Import levies protect the EU egg sector from large volumes of imports from third countries. If negotiations with non-EU countries result in reducing or abolishing import levies, competition from non-EU countries poses a threat, especially when it comes to egg powder. In a scenario with 50% lower import levies, Ukraine and the USA can offer whole egg powder at a lower price compared to the EU egg sector.
In a scenario with 50% decrease in import levies and a 10% lower exchange rate for the non-EU currencies, offer prices of egg powder of from? Ukraine, USA and also Argentina and India are below the average EU level. The ‘worst-case scenario’ consists of no import levies and a 10% lower exchange rate for the non-EU currency. In this scenario all non-EU countries would be very cheap suppliers of whole egg powder to the EU market. Offer prices could be as low as 16% (Argentina), 20% (India) to even 24% (Ukraine and USA) below the average EU level.
These findings are reflected in a study by Wageningen University & Research , for the European Egg Packers and Traders Association (EEPTA) and the European Egg Processors Association (EEPA).

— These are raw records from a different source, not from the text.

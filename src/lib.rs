// SPDX-License-Identifier: AGPL-3.0-or-later
//
// Copyright (C) 2026 The escrow-ledger developers
//
// This program is free software: you can redistribute it and/or modify
// it under the terms of the GNU Affero General Public License as published by
// the Free Software Foundation, either version 3 of the License, or
// (at your option) any later version.
//
// This program is distributed in the hope that it will be useful,
// but WITHOUT ANY WARRANTY; without even the implied warranty of
// MERCHANTABILITY or FITNESS FOR A PARTICULAR PURPOSE. See the
// GNU Affero General Public License for more details.
//
// You should have received a copy of the GNU Affero General Public License
// along with this program. If not, see <https://www.gnu.org/licenses/>.

//! Double-entry ledger and escrow engine for a marketplace platform.
//!
//! Every movement of value is a balanced journal over per-owner
//! accounts (available, escrow) and ownerless platform accounts
//! (platform revenue, processor clearing); amounts are signed integer
//! minor units and each journal's legs sum to zero. On top of the
//! ledger sit the marketplace workflows: deposits staged against an
//! external payment processor and settled by signed webhook events,
//! escrow-held deals released with a platform fee split, dispute
//! arbitration paying the full escrow to the winner, spends on platform
//! products, and processor-mirrored refunds.
//!
//! Settlement events arrive at-least-once and out of order, so every
//! ingestion path is idempotent: event ids are deduped, and each
//! external reference maps to at most one journal.
//!
//! ```
//! use escrow_ledger::{Actor, Currency, EngineConfig, LedgerEngine, MockProcessor, OwnerId};
//! use std::sync::Arc;
//!
//! let processor = Arc::new(MockProcessor::new());
//! let engine = LedgerEngine::new(EngineConfig::default(), processor.clone());
//! let usd = Currency::new("usd");
//! let (buyer, seller) = (OwnerId(1), OwnerId(2));
//!
//! // Stage a deposit, settle it as the processor would.
//! let request = engine.deposit_request(buyer, 10_000, &usd).unwrap();
//! processor.settle_intent(&request.payment_ref);
//! engine.deposit_succeeded(&request.payment_ref).unwrap();
//! assert_eq!(engine.available_balance(buyer, &usd), 10_000);
//!
//! // Escrow a deal and release it; a 10% fee accrues to the platform.
//! let deal = engine.open_deal(buyer, seller, 10_000, &usd).unwrap();
//! engine.fund_deal(deal, Actor::User(buyer)).unwrap();
//! let outcome = engine.release(deal, Actor::User(buyer)).unwrap();
//! assert_eq!(outcome.seller_amount, 9_000);
//! assert_eq!(engine.platform_revenue_balance(&usd), 1_000);
//! ```

mod account;
mod base;
mod deal;
mod engine;
mod entry;
mod error;
mod events;
mod idempotency;
mod journal;
mod processor;
mod store;

pub use account::{AccountKind, LedgerAccount};
pub use base::{
    AccountId, Actor, Currency, DealId, DepositId, DisputeId, EntryId, JournalId, OwnerId,
};
pub use deal::{Deal, DealStatus, Dispute, DisputeState, DisputeWinner};
pub use engine::{
    AuditRecord, DepositRequest, DisputeOutcome, EngineConfig, LedgerEngine, PayoutProfile,
    PendingPayout, PendingRefund, ReconciliationReport, RefundOutcome, ReleaseOutcome,
};
pub use entry::{EntryRef, LedgerEntry, Leg};
pub use error::LedgerError;
pub use events::{
    DepositState, IngestOutcome, PaymentEventIngester, ProcessorEvent, StagedDeposit,
    WebhookVerifier,
};
pub use idempotency::{IdempotencyGuard, IdempotencyKey, Outcome};
pub use journal::JournalEngine;
pub use processor::{
    IntentStatus, MockProcessor, PaymentIntent, PaymentProcessor, ProcessorError,
    RecordedTransfer,
};
pub use store::LedgerStore;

The report shows the impact of reducing or removing import levies on the competitiveness of the EU egg sector, for both shell eggs and whole egg powder.
Production costs shell eggs and egg powder compared
The production costs of shell eggs produced in enriched cages in the EU in 2021 was on average 0,99 euro per kg of eggs. Between the main egg producing countries, the production costs of shell eggs in 2021 ranged from 1,01 euro in Germany to 0,96 euro per kg of eggs in Poland. Compared to the average level within the EU, the production costs for shell eggs in 2021 were lower in USA (-21%), Ukraine (-19%), Argentina (-14%) and India (-15%).

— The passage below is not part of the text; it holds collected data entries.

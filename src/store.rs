// SPDX-License-Identifier: AGPL-3.0-or-later
//
// Copyright (C) 2026 The escrow-ledger developers
//
// This program is free software: you can redistribute it and/or modify
// it under the terms of the GNU Affero General Public License as published by
// the Free Software Foundation, either version 3 of the License, or
// (at your option) any later version.
//
// This program is distributed in the hope that it will be useful,
// but WITHOUT ANY WARRANTY; without even the implied warranty of
// MERCHANTABILITY or FITNESS FOR A PARTICULAR PURPOSE. See the
// GNU Affero General Public License for more details.
//
// You should have received a copy of the GNU Affero General Public License
// along with this program. If not, see <https://www.gnu.org/licenses/>.

//! Durable account storage and the atomic journal apply.
//!
//! The store exposes one mutating primitive: [`LedgerStore::apply_journal`],
//! which commits a balanced set of legs against their accounts
//! all-or-nothing. It also resolves accounts by (owner, kind, currency)
//! with get-or-create semantics that tolerate creation races: the loser of
//! a race observes the winner's account instead of erroring.
//!
//! # Locking
//!
//! Accounts touched by a journal are locked in ascending [`AccountId`]
//! order. Every multi-account code path goes through this method, so the
//! lock graph is acyclic. No external network call ever happens while
//! these locks are held.

use crate::account::{AccountKind, LedgerAccount};
use crate::base::{AccountId, Currency, EntryId, JournalId, OwnerId};
use crate::entry::{LedgerEntry, Leg};
use crate::error::LedgerError;
use chrono::Utc;
use dashmap::DashMap;
use dashmap::mapref::entry::Entry;
use std::collections::HashMap;
use std::sync::Arc;
use std::sync::atomic::{AtomicU64, Ordering};

/// Resolver key: one account per (owner, kind, currency).
#[derive(Debug, Clone, PartialEq, Eq, Hash)]
struct AccountKey {
    owner: Option<OwnerId>,
    kind: AccountKind,
    currency: Currency,
}

/// In-memory account store with per-account locking and an append-only
/// journal registry.
#[derive(Debug, Default)]
pub struct LedgerStore {
    /// Accounts by id; the `Arc` lets `apply_journal` lock accounts
    /// without holding any map shard.
    accounts: DashMap<AccountId, Arc<LedgerAccount>>,
    /// Uniqueness index backing get-or-create.
    index: DashMap<AccountKey, AccountId>,
    /// Committed journals, for reconciliation and audit.
    journals: DashMap<JournalId, Vec<LedgerEntry>>,
    next_account: AtomicU64,
    next_entry: AtomicU64,
}

impl LedgerStore {
    pub fn new() -> Self {
        Self::default()
    }

    /// Resolves the account for (owner, kind, currency), creating it on
    /// first reference.
    ///
    /// Two concurrent first-accesses for the same key serialize on the
    /// index entry; the loser gets the winner's id (conflict-as-success).
    ///
    /// # Errors
    ///
    /// [`LedgerError::Validation`] if an owner is supplied for a
    /// platform-level kind; those accounts are ownerless by construction.
    pub fn get_or_create(
        &self,
        owner: Option<OwnerId>,
        kind: AccountKind,
        currency: &Currency,
    ) -> Result<AccountId, LedgerError> {
        if kind.is_platform_level() && owner.is_some() {
            return Err(LedgerError::Validation(
                "platform-level accounts are ownerless",
            ));
        }

        let key = AccountKey {
            owner,
            kind,
            currency: currency.clone(),
        };
        match self.index.entry(key) {
            Entry::Occupied(existing) => Ok(*existing.get()),
            Entry::Vacant(slot) => {
                let id = AccountId(self.next_account.fetch_add(1, Ordering::Relaxed) + 1);
                let account = Arc::new(LedgerAccount::new(id, owner, kind, currency.clone()));
                // Account must be reachable before the index points at it.
                self.accounts.insert(id, account);
                slot.insert(id);
                Ok(id)
            }
        }
    }

    /// Looks up an account id without creating one.
    pub fn lookup(
        &self,
        owner: Option<OwnerId>,
        kind: AccountKind,
        currency: &Currency,
    ) -> Option<AccountId> {
        let key = AccountKey {
            owner,
            kind,
            currency: currency.clone(),
        };
        self.index.get(&key).map(|id| *id)
    }

    pub fn account(&self, id: AccountId) -> Option<Arc<LedgerAccount>> {
        self.accounts.get(&id).map(|a| Arc::clone(&a))
    }

    /// All accounts, sorted by id for deterministic output.
    pub fn accounts(&self) -> Vec<Arc<LedgerAccount>> {
        let mut out: Vec<_> = self.accounts.iter().map(|a| Arc::clone(&a)).collect();
        out.sort_by_key(|a| a.id());
        out
    }

    /// Entries of a committed journal.
    pub fn journal(&self, id: JournalId) -> Option<Vec<LedgerEntry>> {
        self.journals.get(&id).map(|e| e.clone())
    }

    /// Snapshot of all committed journals, for reconciliation sweeps.
    pub fn journals(&self) -> Vec<(JournalId, Vec<LedgerEntry>)> {
        self.journals
            .iter()
            .map(|j| (*j.key(), j.value().clone()))
            .collect()
    }

    pub fn journal_count(&self) -> usize {
        self.journals.len()
    }

    /// Applies a balanced set of legs as one atomic unit.
    ///
    /// All precondition checks (zero-sum, currency consistency, balance
    /// coverage) happen before any leg is committed; on any error no
    /// entry is written and no balance moves.
    ///
    /// # Errors
    ///
    /// - [`LedgerError::ImbalancedJournal`]: legs do not sum to zero.
    ///   The journal engine checks this first; the store re-validates
    ///   defensively.
    /// - [`LedgerError::CurrencyMismatch`]: legs span currencies.
    /// - [`LedgerError::InsufficientBalance`] /
    ///   [`LedgerError::InsufficientEscrow`]: a debit would take an
    ///   available or escrow balance below zero.
    /// - [`LedgerError::AccountNotFound`]: a leg references an unknown
    ///   account.
    pub fn apply_journal(&self, journal_id: JournalId, legs: &[Leg]) -> Result<(), LedgerError> {
        if legs.is_empty() {
            return Err(LedgerError::Validation("journal has no legs"));
        }
        if legs.iter().any(|leg| leg.amount == 0) {
            return Err(LedgerError::Validation("journal leg amount must be non-zero"));
        }
        let sum: i128 = legs.iter().map(|leg| leg.amount as i128).sum();
        if sum != 0 {
            return Err(LedgerError::ImbalancedJournal);
        }

        // Net effect per account; a journal may carry several legs
        // against the same account.
        let mut nets: HashMap<AccountId, i128> = HashMap::new();
        for leg in legs {
            *nets.entry(leg.account_id).or_insert(0) += leg.amount as i128;
        }

        // Resolve accounts up front; Arc clones release the map shards
        // before any mutex is taken.
        let mut touched: Vec<AccountId> = nets.keys().copied().collect();
        touched.sort();
        let mut resolved: Vec<Arc<LedgerAccount>> = Vec::with_capacity(touched.len());
        for id in &touched {
            resolved.push(self.account(*id).ok_or(LedgerError::AccountNotFound)?);
        }
        let currency = resolved[0].currency().clone();
        if resolved.iter().any(|a| *a.currency() != currency) {
            return Err(LedgerError::CurrencyMismatch);
        }

        // Lock in ascending id order, then stage: every balance check
        // passes before the first commit.
        let mut guards: Vec<_> = resolved.iter().map(|a| a.lock()).collect();
        let mut slot_of: HashMap<AccountId, usize> = HashMap::new();
        for (i, account) in resolved.iter().enumerate() {
            slot_of.insert(account.id(), i);
        }
        for (i, account) in resolved.iter().enumerate() {
            let net = nets[&account.id()];
            let next = guards[i].balance as i128 + net;
            if next < i64::MIN as i128 || next > i64::MAX as i128 {
                return Err(LedgerError::Validation("balance overflow"));
            }
            if next < 0 && !account.kind().allows_negative() {
                return Err(match account.kind() {
                    AccountKind::Escrow => LedgerError::InsufficientEscrow,
                    _ => LedgerError::InsufficientBalance,
                });
            }
        }

        // Commit. Nothing below can fail.
        let now = Utc::now();
        let mut committed = Vec::with_capacity(legs.len());
        for leg in legs {
            let entry = LedgerEntry {
                id: EntryId(self.next_entry.fetch_add(1, Ordering::Relaxed) + 1),
                journal_id,
                account_id: leg.account_id,
                amount: leg.amount,
                ref_type: leg.ref_type,
                ref_id: leg.ref_id.clone(),
                external_ref: leg.external_ref.clone(),
                metadata: leg.metadata.clone(),
                created_at: now,
            };
            guards[slot_of[&leg.account_id]].commit(entry.clone());
            committed.push(entry);
        }
        self.journals.insert(journal_id, committed);
        Ok(())
    }
}

#[cfg(test)]
mod tests {
    use super::*;
    use crate::entry::EntryRef;

    fn usd() -> Currency {
        Currency::new("usd")
    }

    fn store_with_funded_account(balance: i64) -> (LedgerStore, AccountId, AccountId) {
        let store = LedgerStore::new();
        let available = store
            .get_or_create(Some(OwnerId(1)), AccountKind::Available, &usd())
            .unwrap();
        let clearing = store
            .get_or_create(None, AccountKind::Clearing, &usd())
            .unwrap();
        store
            .apply_journal(
                JournalId(1),
                &[
                    Leg::new(clearing, -balance, EntryRef::Deposit, "pi_seed"),
                    Leg::new(available, balance, EntryRef::Deposit, "pi_seed"),
                ],
            )
            .unwrap();
        (store, available, clearing)
    }

    #[test]
    fn get_or_create_is_stable() {
        let store = LedgerStore::new();
        let a = store
            .get_or_create(Some(OwnerId(1)), AccountKind::Available, &usd())
            .unwrap();
        let b = store
            .get_or_create(Some(OwnerId(1)), AccountKind::Available, &usd())
            .unwrap();
        assert_eq!(a, b);

        let other = store
            .get_or_create(Some(OwnerId(1)), AccountKind::Escrow, &usd())
            .unwrap();
        assert_ne!(a, other);
    }

    #[test]
    fn platform_accounts_reject_owners() {
        let store = LedgerStore::new();
        let err = store
            .get_or_create(Some(OwnerId(1)), AccountKind::PlatformRevenue, &usd())
            .unwrap_err();
        assert_eq!(
            err,
            LedgerError::Validation("platform-level accounts are ownerless")
        );
    }

    #[test]
    fn apply_journal_moves_balances() {
        let (store, available, clearing) = store_with_funded_account(10_000);
        assert_eq!(store.account(available).unwrap().balance(), 10_000);
        assert_eq!(store.account(clearing).unwrap().balance(), -10_000);
        assert_eq!(store.journal_count(), 1);
    }

    #[test]
    fn imbalanced_journal_rejected() {
        let (store, available, clearing) = store_with_funded_account(1_000);
        let err = store
            .apply_journal(
                JournalId(2),
                &[
                    Leg::new(available, -500, EntryRef::Spend, "x"),
                    Leg::new(clearing, 400, EntryRef::Spend, "x"),
                ],
            )
            .unwrap_err();
        assert_eq!(err, LedgerError::ImbalancedJournal);
        assert_eq!(store.account(available).unwrap().balance(), 1_000);
    }

    #[test]
    fn overdraft_leaves_no_trace() {
        let (store, available, clearing) = store_with_funded_account(100);
        let err = store
            .apply_journal(
                JournalId(2),
                &[
                    Leg::new(available, -500, EntryRef::Spend, "x"),
                    Leg::new(clearing, 500, EntryRef::Spend, "x"),
                ],
            )
            .unwrap_err();
        assert_eq!(err, LedgerError::InsufficientBalance);
        assert_eq!(store.account(available).unwrap().balance(), 100);
        assert_eq!(store.account(available).unwrap().entries().len(), 1);
        assert!(store.journal(JournalId(2)).is_none());
    }

    #[test]
    fn escrow_underflow_reports_insufficient_escrow() {
        let store = LedgerStore::new();
        let escrow = store
            .get_or_create(Some(OwnerId(1)), AccountKind::Escrow, &usd())
            .unwrap();
        let available = store
            .get_or_create(Some(OwnerId(2)), AccountKind::Available, &usd())
            .unwrap();
        let err = store
            .apply_journal(
                JournalId(1),
                &[
                    Leg::new(escrow, -500, EntryRef::Release, "deal-1"),
                    Leg::new(available, 500, EntryRef::Release, "deal-1"),
                ],
            )
            .unwrap_err();
        assert_eq!(err, LedgerError::InsufficientEscrow);
    }

    #[test]
    fn mixed_currency_journal_rejected() {
        let store = LedgerStore::new();
        let usd_acct = store
            .get_or_create(Some(OwnerId(1)), AccountKind::Available, &usd())
            .unwrap();
        let eur_acct = store
            .get_or_create(Some(OwnerId(1)), AccountKind::Available, &Currency::new("eur"))
            .unwrap();
        let err = store
            .apply_journal(
                JournalId(1),
                &[
                    Leg::new(usd_acct, -100, EntryRef::Spend, "x"),
                    Leg::new(eur_acct, 100, EntryRef::Spend, "x"),
                ],
            )
            .unwrap_err();
        assert_eq!(err, LedgerError::CurrencyMismatch);
    }

    #[test]
    fn zero_amount_leg_rejected() {
        let (store, available, _) = store_with_funded_account(100);
        let err = store
            .apply_journal(
                JournalId(2),
                &[
                    Leg::new(available, 0, EntryRef::Spend, "x"),
                    Leg::new(available, 0, EntryRef::Spend, "x"),
                ],
            )
            .unwrap_err();
        assert_eq!(
            err,
            LedgerError::Validation("journal leg amount must be non-zero")
        );
    }

    #[test]
    fn multiple_legs_same_account_are_netted() {
        let (store, available, clearing) = store_with_funded_account(1_000);
        store
            .apply_journal(
                JournalId(2),
                &[
                    Leg::new(available, -300, EntryRef::Spend, "a"),
                    Leg::new(available, -200, EntryRef::Spend, "b"),
                    Leg::new(clearing, 500, EntryRef::Spend, "a"),
                ],
            )
            .unwrap();
        assert_eq!(store.account(available).unwrap().balance(), 500);
        assert_eq!(store.account(available).unwrap().entries().len(), 3);
    }
}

For whole egg powder, the non-EU countries were even more competitive. Compared to the average level within the EU, the production costs of whole egg powder in 2021 were lower in USA (-19%), Ukraine (-17%), Argentina (-12%) and India (-15%). Because the cost of transportation of powder is low, the offer price of whole egg powder from third countries is relatively low. Current import levies protect the EU from imports from these countries.
European legislation for egg producers
In the EU, egg producers have to comply with European legislation covering animal welfare, environmental protection and food safety. The additional costs directly related to European legislation, based on the situation in 2021, are estimated to be 14% of the total production costs of eggs at farm level. The extra costs of keeping layers in enriched cages (with 750 cm2 per hen) take a large share of this increase. In Argentina, India and Ukraine there is no legislation on animal welfare and laying hens are housed in conventional cages with a space allowance of around 400 cm2 per hen. Also on environmental protection and food safety Ukraine, India and Argentina have less stringent or no legislation.